That's not the actual conclusion because you are stopping one step short of the real reason why any of what you said matters.
If a fight is shorter, the tank and the entire raid will take less damage. Why does this matter? With less damage taken, you lower the risk of something going wrong.
It's the same reasoning with pushing phases. Faster phasing usually means that you have a lower chance of messing something up and wiping (though there have been some examples of where phasing faster is bad).
The conclusion is more DPS in the current meta leads to more consistent raid performance. That is the actual point. It's about margins of success / failure.

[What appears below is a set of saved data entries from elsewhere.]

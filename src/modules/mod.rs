pub mod books;

use bookshelf_kernel::ModuleRegistry;

/// Register all application modules with the registry
pub fn register_all(registry: &mut ModuleRegistry) {
    registry.register(books::create_module());
}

I've said this in the past but just look at A3S. If someone accidentally hits the wrong had for too long during Equal Concentration, enough raid DPS means you can still recover. If one of your DPS accidentally gets damage down Digi for some reason, enough raid DPS means you can cover for his DPS loss. If someone dies from tether AoE or your DPS get linked with ferrofluid and lose a lot of up-time, you can still clear add phase with enough DPS. If you constantly miss your slows from ACC RNG or mistime a stun, you can still kill the add before they reach the edge with enough DPS. If your DPS messes up a ferrofluid pairing, you can still recover from the DPS loss of atrophy. If for some reason your LB build is slow in the fight, if you have enough DPS, you can still kill Liquid Limb in time to free your healer and kill the boss before hard-enrage.
In comparison, being tankier doesn't really help your raid as much.
This is the direct result of raid design making mechanics based on DPS benchmarks.
That's not to say eHP and tankiness can't be more valuable than DPS in the proper context. It's just that we don't live in that meta. If for some reason, sacrificing eHP led to tanks randomly dying 50% of the time to a mechanic and the added raid stability of DPS didn't outweigh that, then obviously you would not favor DPS.